**What you will do:** Your answer needs to include each line of the records in which the string "Copy" can be found.

Data records:

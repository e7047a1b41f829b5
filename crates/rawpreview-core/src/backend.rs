//! Decode backend trait and shared types.
//!
//! The [`ImageBackend`] trait defines the operations every backend must
//! support: read_metadata, decode_thumbnail, decode_full_image and
//! convert_color_space. The loader only talks to this trait, so the policy
//! layer is backend-agnostic.
//!
//! The production implementation is
//! [`NativeBackend`](crate::native::NativeBackend), built on `rawloader`,
//! `image` and `kamadak-exif`.

use std::borrow::Cow;
use std::path::{Path, PathBuf};
use std::sync::Arc;

use serde::{Deserialize, Serialize};

use crate::color::RenderContext;
use crate::decode::{DecodeError, DecodedImage, LinearImage};
use crate::format::ImageFormatKind;
use crate::metadata::ImageMetadata;
pub use crate::policy::ThumbnailSource;

/// Where the bytes of an image come from.
#[derive(Debug, Clone, PartialEq)]
pub enum ImageSource {
    File(PathBuf),
    Memory { name: String, bytes: Arc<[u8]> },
}

impl ImageSource {
    pub fn file(path: impl Into<PathBuf>) -> Self {
        ImageSource::File(path.into())
    }

    pub fn memory(name: impl Into<String>, bytes: impl Into<Arc<[u8]>>) -> Self {
        ImageSource::Memory {
            name: name.into(),
            bytes: bytes.into(),
        }
    }

    /// Human-readable identity used in logs and errors.
    pub fn identity(&self) -> String {
        match self {
            ImageSource::File(path) => path.display().to_string(),
            ImageSource::Memory { name, .. } => name.clone(),
        }
    }

    /// Read the whole source.
    ///
    /// # Errors
    ///
    /// - `DecodeError::NoSource` if the file does not exist or the source is empty
    /// - `DecodeError::IoError` for any other read failure
    pub fn read_bytes(&self) -> Result<Cow<'_, [u8]>, DecodeError> {
        let bytes = match self {
            ImageSource::File(path) => Cow::Owned(std::fs::read(path).map_err(|e| match e.kind() {
                std::io::ErrorKind::NotFound => DecodeError::NoSource(path.display().to_string()),
                _ => DecodeError::IoError(e.to_string()),
            })?),
            ImageSource::Memory { bytes, .. } => Cow::Borrowed(bytes.as_ref()),
        };

        if bytes.is_empty() {
            return Err(DecodeError::NoSource(format!("{} is empty", self.identity())));
        }
        Ok(bytes)
    }

    /// Classify the source, by name first and then by content.
    pub fn format_kind(&self, bytes: &[u8]) -> ImageFormatKind {
        match self {
            ImageSource::File(path) => ImageFormatKind::from_path(path)
                .unwrap_or_else(|| ImageFormatKind::detect("", bytes)),
            ImageSource::Memory { name, .. } => ImageFormatKind::detect(name, bytes),
        }
    }

    pub fn path(&self) -> Option<&Path> {
        match self {
            ImageSource::File(path) => Some(path),
            ImageSource::Memory { .. } => None,
        }
    }
}

/// Parameters for a thumbnail decode.
#[derive(Debug, Clone, Copy, PartialEq, Eq)]
pub struct ThumbnailOptions {
    /// Which representation to draw from.
    pub source: ThumbnailSource,
    /// Longest edge of the result; `None` keeps the decoded size.
    pub max_pixel_size: Option<u32>,
    /// Rotate/flip according to EXIF orientation.
    pub apply_orientation: bool,
}

/// Tunables for the full-image decode.
#[derive(Debug, Clone, Copy, PartialEq, Serialize, Deserialize)]
#[serde(default)]
pub struct RawDecodeOptions {
    /// Fast, lower-resolution decode.
    pub draft_mode: bool,
    /// Output scale relative to the decoded size, in `(0, 1]`.
    pub scale_factor: f64,
    /// Exposure adjustment in stops.
    pub exposure_bias: f32,
    /// Luminance noise reduction amount, `0.0..=1.0`.
    pub luminance_noise_reduction: f32,
    /// Color noise reduction amount, `0.0..=1.0`.
    pub color_noise_reduction: f32,
    pub lens_correction: bool,
}

impl Default for RawDecodeOptions {
    fn default() -> Self {
        Self {
            draft_mode: false,
            scale_factor: 1.0,
            exposure_bias: 0.0,
            luminance_noise_reduction: 0.0,
            color_noise_reduction: 0.0,
            lens_correction: false,
        }
    }
}

/// Trait for decode backends.
///
/// Backends are shared between loaders, hence `Send + Sync`.
pub trait ImageBackend: Send + Sync {
    /// Read dimensions, orientation and capture details.
    fn read_metadata(&self, source: &ImageSource) -> Result<ImageMetadata, DecodeError>;

    /// Produce a thumbnail. `Ok(None)` means the requested source has no
    /// thumbnail (only possible with [`ThumbnailSource::EmbeddedOnly`]).
    fn decode_thumbnail(
        &self,
        source: &ImageSource,
        options: &ThumbnailOptions,
    ) -> Result<Option<DecodedImage>, DecodeError>;

    /// Decode the full image into scene-linear floating point.
    fn decode_full_image(
        &self,
        source: &ImageSource,
        options: &RawDecodeOptions,
    ) -> Result<LinearImage, DecodeError>;

    /// Render a linear image through `context`.
    fn convert_color_space(
        &self,
        image: &LinearImage,
        context: &RenderContext,
    ) -> Result<DecodedImage, DecodeError> {
        context.render(image)
    }
}
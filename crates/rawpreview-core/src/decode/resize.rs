//! Downscaling of decoded images.
//!
//! Resampling itself is the `image` crate's; this module only decides the
//! target dimensions. All functions return new images without modifying
//! the input.

use super::{DecodeError, DecodedImage, FilterType, LinearImage};

/// Resize an image to exact dimensions.
///
/// # Errors
///
/// Returns `DecodeError::Materialization` for zero target dimensions or a
/// pixel buffer that does not match the image dimensions.
pub fn resize(
    image: &DecodedImage,
    width: u32,
    height: u32,
    filter: FilterType,
) -> Result<DecodedImage, DecodeError> {
    if width == 0 || height == 0 {
        return Err(DecodeError::Materialization(format!(
            "invalid target size {}x{}",
            width, height
        )));
    }

    // Fast path: if dimensions match, just clone
    if image.width == width && image.height == height {
        return Ok(image.clone());
    }

    let rgb_image = image
        .to_rgb_image()
        .ok_or_else(|| DecodeError::Materialization("Failed to create RgbImage".to_string()))?;

    let resized = image::imageops::resize(&rgb_image, width, height, filter.to_image_filter());

    Ok(DecodedImage::from_rgb_image(resized))
}

/// Resize an image so its longest edge is at most `max_edge`, preserving
/// aspect ratio. Images already within the limit are returned unchanged.
pub fn resize_to_fit(
    image: &DecodedImage,
    max_edge: u32,
    filter: FilterType,
) -> Result<DecodedImage, DecodeError> {
    if max_edge == 0 {
        return Err(DecodeError::Materialization("max edge must be non-zero".to_string()));
    }

    if image.width <= max_edge && image.height <= max_edge {
        return Ok(image.clone());
    }

    let (new_width, new_height) = calculate_fit_dimensions(image.width, image.height, max_edge);

    resize(image, new_width, new_height, filter)
}

/// Scale a linear image by `factor` (only downscaling is performed).
pub fn scale_linear(
    image: &LinearImage,
    factor: f64,
    filter: FilterType,
) -> Result<LinearImage, DecodeError> {
    if factor.is_nan() || factor <= 0.0 {
        return Err(DecodeError::Materialization(format!(
            "invalid scale factor {}",
            factor
        )));
    }
    if factor >= 1.0 {
        return Ok(image.clone());
    }

    let width = ((image.width as f64 * factor).round() as u32).max(1);
    let height = ((image.height as f64 * factor).round() as u32).max(1);
    if width == image.width && height == image.height {
        return Ok(image.clone());
    }

    let buffer = image
        .to_rgb32f_image()
        .ok_or_else(|| DecodeError::Materialization("Failed to create Rgb32FImage".to_string()))?;

    let resized = image::imageops::resize(&buffer, width, height, filter.to_image_filter());

    Ok(LinearImage::from_rgb32f_image(resized))
}

/// Calculate dimensions to fit within max_edge while preserving aspect ratio.
pub(crate) fn calculate_fit_dimensions(width: u32, height: u32, max_edge: u32) -> (u32, u32) {
    if width == 0 || height == 0 {
        return (0, 0);
    }

    let ratio = width as f64 / height as f64;

    if width >= height {
        // Landscape or square: constrain by width
        let new_height = (max_edge as f64 / ratio).round() as u32;
        (max_edge, new_height.max(1))
    } else {
        // Portrait: constrain by height
        let new_width = (max_edge as f64 * ratio).round() as u32;
        (new_width.max(1), max_edge)
    }
}

#[cfg(test)]
mod tests {
    use super::*;

    fn create_test_image(width: u32, height: u32) -> DecodedImage {
        let mut pixels = Vec::with_capacity((width * height * 3) as usize);
        for y in 0..height {
            for x in 0..width {
                pixels.push(((x * 255) / width.max(1)) as u8); // R
                pixels.push(((y * 255) / height.max(1)) as u8); // G
                pixels.push(128); // B
            }
        }
        DecodedImage::new(width, height, pixels)
    }

    #[test]
    fn test_resize_basic() {
        let img = create_test_image(100, 50);
        let resized = resize(&img, 50, 25, FilterType::Bilinear).unwrap();

        assert_eq!(resized.width, 50);
        assert_eq!(resized.height, 25);
        assert_eq!(resized.pixels.len(), 50 * 25 * 3);
    }

    #[test]
    fn test_resize_zero_dimensions_error() {
        let img = create_test_image(100, 50);

        assert!(resize(&img, 0, 50, FilterType::Bilinear).is_err());
        assert!(resize(&img, 50, 0, FilterType::Bilinear).is_err());
    }

    #[test]
    fn test_resize_to_fit_landscape() {
        let img = create_test_image(600, 400);
        let resized = resize_to_fit(&img, 256, FilterType::Lanczos3).unwrap();

        assert_eq!(resized.width, 256);
        assert_eq!(resized.height, 171); // 400 * (256/600) ≈ 170.67
    }

    #[test]
    fn test_resize_to_fit_portrait() {
        let img = create_test_image(400, 600);
        let resized = resize_to_fit(&img, 256, FilterType::Bilinear).unwrap();

        assert_eq!(resized.height, 256);
        assert_eq!(resized.width, 171);
    }

    #[test]
    fn test_resize_to_fit_already_smaller() {
        let img = create_test_image(100, 50);
        let resized = resize_to_fit(&img, 256, FilterType::Bilinear).unwrap();

        assert_eq!((resized.width, resized.height), (100, 50));
    }

    #[test]
    fn test_resize_to_fit_zero_max_edge_error() {
        let img = create_test_image(100, 50);
        assert!(resize_to_fit(&img, 0, FilterType::Bilinear).is_err());
    }

    #[test]
    fn test_scale_linear_halves() {
        let img = LinearImage::new(40, 20, vec![0.25; 40 * 20 * 3]);
        let scaled = scale_linear(&img, 0.5, FilterType::Bilinear).unwrap();

        assert_eq!((scaled.width, scaled.height), (20, 10));
        assert!((scaled.pixels[0] - 0.25).abs() < 1e-4);
    }

    #[test]
    fn test_scale_linear_never_upscales() {
        let img = LinearImage::new(4, 4, vec![0.0; 48]);
        let scaled = scale_linear(&img, 2.0, FilterType::Bilinear).unwrap();
        assert_eq!((scaled.width, scaled.height), (4, 4));
    }

    #[test]
    fn test_scale_linear_rejects_invalid_factor() {
        let img = LinearImage::new(4, 4, vec![0.0; 48]);
        assert!(scale_linear(&img, 0.0, FilterType::Bilinear).is_err());
        assert!(scale_linear(&img, f64::NAN, FilterType::Bilinear).is_err());
    }

    #[test]
    fn test_calculate_fit_dimensions() {
        assert_eq!(calculate_fit_dimensions(6000, 4000, 2560), (2560, 1707));
        assert_eq!(calculate_fit_dimensions(4000, 6000, 2560), (1707, 2560));
        assert_eq!(calculate_fit_dimensions(4000, 4000, 256), (256, 256));
        assert_eq!(calculate_fit_dimensions(0, 0, 256), (0, 0));
    }
}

**Output of the exercise:**
#[derive(Debug, Clone, Copy, PartialEq, Eq)]
#[derive(Debug, Clone, Copy, PartialEq, Serialize, Deserialize)]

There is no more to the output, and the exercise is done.